### Context

As part of the House Intelligence Committee investigation into how Russia may have influenced the 2016 US Election, Twitter released the screen names of almost 3000 Twitter accounts believed to be connected to Russia’s Internet Research Agency, a company known for operating social media troll accounts. Twitter immediately suspended these accounts, deleting their data from Twitter.com and the Twitter API. A team at NBC News including Ben Popken and EJ Fox was able to reconstruct a dataset consisting of a subset of the deleted data for their investigation and were able to show how these troll accounts went on attack during key election moments.
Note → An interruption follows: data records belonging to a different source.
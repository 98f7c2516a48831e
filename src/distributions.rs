/*!
Defines the log-density oracle consumed by the engine together with a handful of
reference targets used in tests and demos.

The engine never evaluates densities itself: everything goes through
[`LogDensity::logp_and_grad`], which returns the (unnormalized) log-density at a
position and writes its gradient into a caller-provided buffer.

# Examples

```rust
use mini_hmc::distributions::{LogDensity, MvGaussian};
use ndarray::{arr1, arr2};

let target = MvGaussian::new(arr1(&[0.0, 1.0]), arr2(&[[4.0, 2.0], [2.0, 3.0]])).unwrap();
let theta = arr1(&[0.0, 1.0]);
let mut grad = ndarray::Array1::zeros(2);
let logp = target.logp_and_grad(&theta, &mut grad);
assert_eq!(logp, 0.0);
assert_eq!(grad, arr1(&[0.0, 0.0]));
```
*/

use crate::error::{HmcError, Result};
use nalgebra as na;
use ndarray::{Array1, Array2};

/// A differentiable target density.
///
/// Implementations must be pure: the same `theta` always yields the same output.
/// Returning `f64::NEG_INFINITY` marks `theta` as infeasible; the sampler treats
/// such a point as a divergence rather than an error. NaN and `+inf` are contract
/// violations and abort the run.
pub trait LogDensity {
    /// Dimension of the parameter space.
    fn dim(&self) -> usize;

    /// Returns `log p(theta)` (up to an additive constant) and writes
    /// `∇ log p(theta)` into `grad`.
    fn logp_and_grad(&self, theta: &Array1<f64>, grad: &mut Array1<f64>) -> f64;

    /// Log-density without the gradient.
    fn log_density(&self, theta: &Array1<f64>) -> f64 {
        let mut grad = Array1::zeros(theta.len());
        self.logp_and_grad(theta, &mut grad)
    }
}

impl<T: LogDensity + ?Sized> LogDensity for &T {
    fn dim(&self) -> usize {
        (**self).dim()
    }

    fn logp_and_grad(&self, theta: &Array1<f64>, grad: &mut Array1<f64>) -> f64 {
        (**self).logp_and_grad(theta, grad)
    }
}

/// Standard normal distribution in `dim` dimensions.
#[derive(Debug, Clone, Copy, PartialEq, Eq, Hash)]
pub struct StandardNormal {
    pub dim: usize,
}

impl StandardNormal {
    pub fn new(dim: usize) -> Self {
        Self { dim }
    }
}

impl LogDensity for StandardNormal {
    fn dim(&self) -> usize {
        self.dim
    }

    fn logp_and_grad(&self, theta: &Array1<f64>, grad: &mut Array1<f64>) -> f64 {
        grad.zip_mut_with(theta, |g, &x| *g = -x);
        -0.5 * theta.dot(theta)
    }
}

/// Gaussian with independent coordinates.
#[derive(Debug, Clone, PartialEq)]
pub struct DiagGaussian {
    pub mean: Array1<f64>,
    pub std: Array1<f64>,
}

impl DiagGaussian {
    pub fn new(mean: Array1<f64>, std: Array1<f64>) -> Result<Self> {
        if mean.len() != std.len() {
            return Err(HmcError::DimensionMismatch {
                expected: mean.len(),
                found: std.len(),
            });
        }
        if std.iter().any(|s| !(s.is_finite() && *s > 0.0)) {
            return Err(HmcError::InvalidConfig(
                "standard deviations must be positive and finite".to_string(),
            ));
        }
        Ok(Self { mean, std })
    }
}

impl LogDensity for DiagGaussian {
    fn dim(&self) -> usize {
        self.mean.len()
    }

    fn logp_and_grad(&self, theta: &Array1<f64>, grad: &mut Array1<f64>) -> f64 {
        let mut logp = 0.0;
        for i in 0..theta.len() {
            let z = (theta[i] - self.mean[i]) / self.std[i];
            grad[i] = -z / self.std[i];
            logp -= 0.5 * z * z;
        }
        logp
    }
}

/// Multivariate Gaussian parameterized by its mean and a full covariance matrix.
///
/// The precision matrix is computed once, at construction, through a Cholesky
/// factorization of the covariance.
#[derive(Debug, Clone, PartialEq)]
pub struct MvGaussian {
    pub mean: Array1<f64>,
    pub cov: Array2<f64>,
    precision: Array2<f64>,
}

impl MvGaussian {
    pub fn new(mean: Array1<f64>, cov: Array2<f64>) -> Result<Self> {
        let n = mean.len();
        if cov.nrows() != n || cov.ncols() != n {
            return Err(HmcError::DimensionMismatch {
                expected: n,
                found: cov.nrows(),
            });
        }
        let cov_na = na::DMatrix::from_fn(n, n, |i, j| cov[[i, j]]);
        let chol = na::Cholesky::new(cov_na).ok_or_else(|| {
            HmcError::InvalidConfig("covariance matrix is not positive definite".to_string())
        })?;
        let inv = chol.inverse();
        let precision = Array2::from_shape_fn((n, n), |(i, j)| inv[(i, j)]);
        Ok(Self {
            mean,
            cov,
            precision,
        })
    }

    pub fn precision(&self) -> &Array2<f64> {
        &self.precision
    }
}

impl LogDensity for MvGaussian {
    fn dim(&self) -> usize {
        self.mean.len()
    }

    fn logp_and_grad(&self, theta: &Array1<f64>, grad: &mut Array1<f64>) -> f64 {
        let diff = theta - &self.mean;
        let p_diff = self.precision.dot(&diff);
        grad.zip_mut_with(&p_diff, |g, &v| *g = -v);
        -0.5 * diff.dot(&p_diff)
    }
}

/// The banana-shaped Rosenbrock density `log p(x, y) = -((a - x)^2 + b (y - x^2)^2)`.
#[derive(Debug, Clone, Copy, PartialEq)]
pub struct Rosenbrock2D {
    pub a: f64,
    pub b: f64,
}

impl LogDensity for Rosenbrock2D {
    fn dim(&self) -> usize {
        2
    }

    fn logp_and_grad(&self, theta: &Array1<f64>, grad: &mut Array1<f64>) -> f64 {
        let (x, y) = (theta[0], theta[1]);
        let t = y - x * x;
        grad[0] = 2.0 * (self.a - x) + 4.0 * self.b * x * t;
        grad[1] = -2.0 * self.b * t;
        -((self.a - x).powi(2) + self.b * t * t)
    }
}

#[cfg(test)]
mod tests {
    use super::*;
    use approx::assert_abs_diff_eq;
    use ndarray::{arr1, arr2};

    fn finite_difference<T: LogDensity>(target: &T, theta: &Array1<f64>) -> Array1<f64> {
        let h = 1e-6;
        Array1::from_shape_fn(theta.len(), |i| {
            let mut up = theta.clone();
            let mut down = theta.clone();
            up[i] += h;
            down[i] -= h;
            (target.log_density(&up) - target.log_density(&down)) / (2.0 * h)
        })
    }

    #[test]
    fn test_mv_gaussian_gradient() {
        let target = MvGaussian::new(arr1(&[1.0, 2.0]), arr2(&[[1.0, 0.5], [0.5, 2.0]])).unwrap();
        let theta = arr1(&[0.3, -0.7]);
        let mut grad = Array1::zeros(2);
        target.logp_and_grad(&theta, &mut grad);
        let fd = finite_difference(&target, &theta);
        assert_abs_diff_eq!(grad, fd, epsilon = 1e-5);
    }

    #[test]
    fn test_rosenbrock_gradient() {
        let target = Rosenbrock2D { a: 1.0, b: 100.0 };
        let theta = arr1(&[0.5, 0.1]);
        let mut grad = Array1::zeros(2);
        target.logp_and_grad(&theta, &mut grad);
        let fd = finite_difference(&target, &theta);
        assert_abs_diff_eq!(grad, fd, epsilon = 1e-4);
    }

    #[test]
    fn test_diag_gaussian_matches_mv() {
        let diag = DiagGaussian::new(arr1(&[0.0, 1.0]), arr1(&[2.0, 0.5])).unwrap();
        let mv = MvGaussian::new(arr1(&[0.0, 1.0]), arr2(&[[4.0, 0.0], [0.0, 0.25]])).unwrap();
        let theta = arr1(&[1.5, -0.2]);
        assert_abs_diff_eq!(
            diag.log_density(&theta),
            mv.log_density(&theta),
            epsilon = 1e-12
        );
    }

    #[test]
    fn test_mv_gaussian_rejects_indefinite_covariance() {
        let res = MvGaussian::new(arr1(&[0.0, 0.0]), arr2(&[[1.0, 2.0], [2.0, 1.0]]));
        assert!(matches!(res, Err(HmcError::InvalidConfig(_))));
    }
}
//! Running per-chain statistics and the potential scale reduction factor.

use crate::error::{HmcError, Result};
use crate::trajectory::TransitionStats;
use ndarray::prelude::*;
use ndarray_stats::QuantileExt;
use std::collections::VecDeque;

/// Size of the sliding window used for the running acceptance rate.
const ACCEPT_WINDOW: usize = 100;

/// Tracks running moments of one chain's draws and its recent acceptance statistics.
#[derive(Debug, Clone, PartialEq)]
pub struct ChainTracker {
    n: u64,
    mean: Array1<f64>,
    mean_sq: Array1<f64>,
    n_divergent: usize,
    accept_window: VecDeque<f64>,
}

#[derive(Debug, Clone, PartialEq)]
pub struct ChainStats {
    pub n: u64,
    /// Mean acceptance statistic over the last iterations.
    pub p_accept: f64,
    pub n_divergent: usize,
    pub mean: Array1<f64>,
    /// Unbiased within-chain variance.
    pub sm2: Array1<f64>,
}

impl ChainTracker {
    pub fn new(n_params: usize) -> Self {
        Self {
            n: 0,
            mean: Array1::zeros(n_params),
            mean_sq: Array1::zeros(n_params),
            n_divergent: 0,
            accept_window: VecDeque::with_capacity(ACCEPT_WINDOW + 1),
        }
    }

    pub fn step(&mut self, x: ArrayView1<f64>, stats: &TransitionStats) {
        self.n += 1;
        let n = self.n as f64;
        self.mean = (&self.mean * (n - 1.0) + x) / n;
        self.mean_sq = (&self.mean_sq * (n - 1.0) + x.mapv(|v| v * v)) / n;

        self.n_divergent += usize::from(stats.divergent);
        self.accept_window.push_back(stats.acceptance_rate);
        if self.accept_window.len() > ACCEPT_WINDOW {
            self.accept_window.pop_front();
        }
    }

    pub fn p_accept(&self) -> f64 {
        if self.accept_window.is_empty() {
            return 0.0;
        }
        self.accept_window.iter().sum::<f64>() / self.accept_window.len() as f64
    }

    pub fn n_divergent(&self) -> usize {
        self.n_divergent
    }

    pub fn sm2(&self) -> Array1<f64> {
        let n = self.n as f64;
        (&self.mean_sq - &self.mean.mapv(|m| m * m)) * n / (n - 1.0)
    }

    pub fn stats(&self) -> ChainStats {
        ChainStats {
            n: self.n,
            p_accept: self.p_accept(),
            n_divergent: self.n_divergent,
            mean: self.mean.clone(),
            sm2: self.sm2(),
        }
    }
}

/// Split-free R̂ (Gelman–Rubin) per parameter from the summaries of several chains.
pub fn collect_rhat(all_chain_stats: &[&ChainStats]) -> Result<Array1<f64>> {
    if all_chain_stats.len() < 2 {
        return Err(HmcError::EmptyInput(
            "R-hat needs at least two chains".to_string(),
        ));
    }
    let dim = all_chain_stats[0].mean.len();
    if let Some(bad) = all_chain_stats
        .iter()
        .find(|x| x.mean.len() != dim || x.sm2.len() != dim)
    {
        return Err(HmcError::DimensionMismatch {
            expected: dim,
            found: bad.mean.len(),
        });
    }
    let means = Array2::from_shape_fn((all_chain_stats.len(), dim), |(c, j)| {
        all_chain_stats[c].mean[j]
    });
    let sm2s = Array2::from_shape_fn((all_chain_stats.len(), dim), |(c, j)| {
        all_chain_stats[c].sm2[j]
    });

    let n_chains = means.nrows() as f64;
    let within = sm2s
        .mean_axis(Axis(0))
        .ok_or_else(|| HmcError::EmptyInput("no chains".to_string()))?;
    let global_means = means
        .mean_axis(Axis(0))
        .ok_or_else(|| HmcError::EmptyInput("no chains".to_string()))?;
    let diffs = &means - &global_means.insert_axis(Axis(0));
    let between_over_n = diffs.mapv(|d| d * d).sum_axis(Axis(0)) / (n_chains - 1.0);

    let n = all_chain_stats.iter().map(|x| x.n as f64).sum::<f64>() / n_chains;
    Ok(((between_over_n + &within * ((n - 1.0) / n)) / within).mapv(f64::sqrt))
}

/// Largest entry of an R̂ vector, ignoring NaN (constant parameters).
pub fn max_rhat(rhat: &Array1<f64>) -> Result<f64> {
    let finite: Array1<f64> = rhat.iter().copied().filter(|v| !v.is_nan()).collect();
    finite
        .max()
        .map(|v| *v)
        .map_err(|e| HmcError::EmptyInput(format!("no finite R-hat value: {e}")))
}
//! Error type shared by every part of the engine.
//!
//! Only fatal conditions are represented here. Divergent transitions, trees that hit
//! the maximum depth and metric estimates that had to be replaced by a fallback are
//! reported through [`crate::trajectory::TransitionStats`] and the run summary instead.

use thiserror::Error;

/// Errors raised by the sampler.
#[derive(Error, Debug)]
pub enum HmcError {
    /// The log-density oracle returned a value that cannot be interpreted
    /// (NaN, `+inf`, or a non-finite gradient at a finite log-density).
    #[error("invalid log-density output ({log_density}): {reason}")]
    InvalidOracleOutput { log_density: f64, reason: String },

    /// A mass matrix failed the symmetric positive-definite check.
    #[error("metric is not positive definite: {0}")]
    NonPositiveDefiniteMetric(String),

    /// The number of random-number streams does not match the number of chains.
    #[error("expected {expected} random number streams, found {found}")]
    StreamLengthMismatch { expected: usize, found: usize },

    /// A vector or matrix has the wrong dimension.
    #[error("dimension mismatch: expected {expected}, found {found}")]
    DimensionMismatch { expected: usize, found: usize },

    /// A configuration value is outside its admissible range.
    #[error("invalid configuration: {0}")]
    InvalidConfig(String),

    /// An input collection was empty where at least one element is required.
    #[error("empty input: {0}")]
    EmptyInput(String),

    #[cfg(feature = "csv")]
    #[error("I/O error: {0}")]
    Io(#[from] std::io::Error),

    #[cfg(feature = "csv")]
    #[error("CSV error: {0}")]
    Csv(#[from] csv::Error),
}

/// Result type alias.
pub type Result<T> = std::result::Result<T, HmcError>;
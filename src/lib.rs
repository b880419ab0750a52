//! # pagecast
//!
//! Paginated document export. An ordered list of rendered sections (raster images of any
//! height) is scaled to the printable width of a fixed-size page, sliced across as many
//! pages as needed without losing or repeating a pixel row, and encoded as PDF.
//!
//! - **layout**: page geometry, slicing and band composition (`pagecast-layout`)
//! - **render**: encoder seam and the lopdf backend (`pagecast-render-*`)
//! - **pipeline**: configuration, ordering and cancellation

pub mod error;
pub mod filename;
pub mod pipeline;

// Re-export foundation and layout crates
pub use pagecast_layout as layout;
pub use pagecast_render_core as render;
pub use pagecast_types as types;

pub use error::{BoxError, ExportError};
pub use filename::suggested_filename;
pub use pagecast_layout::{Band, Document, LayoutError, Page, PageGeometry, PlacedImage, Section};
pub use pagecast_render_core::{DocumentEncoder, RenderError};
pub use pagecast_render_lopdf::LopdfEncoder;
pub use pagecast_types::{Color, PixelFormat};
pub use pipeline::{
    CancellationToken, ExportConfig, ExportPipeline, ExportPipelineBuilder, IterSource,
    SectionSource,
};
This dataset is the body of this open-sourced reconstruction.


## Content
The dataset contains two CSV files. tweets.csv includes details on individual tweets, while users.csv includes details on individual accounts.

To recreate a link to an individual tweet found in the dataset, replace user_key in https://twitter.com/user_key/status/tweet_id with the screen-name from the user_key field and tweet_id with the number in the tweet_id field.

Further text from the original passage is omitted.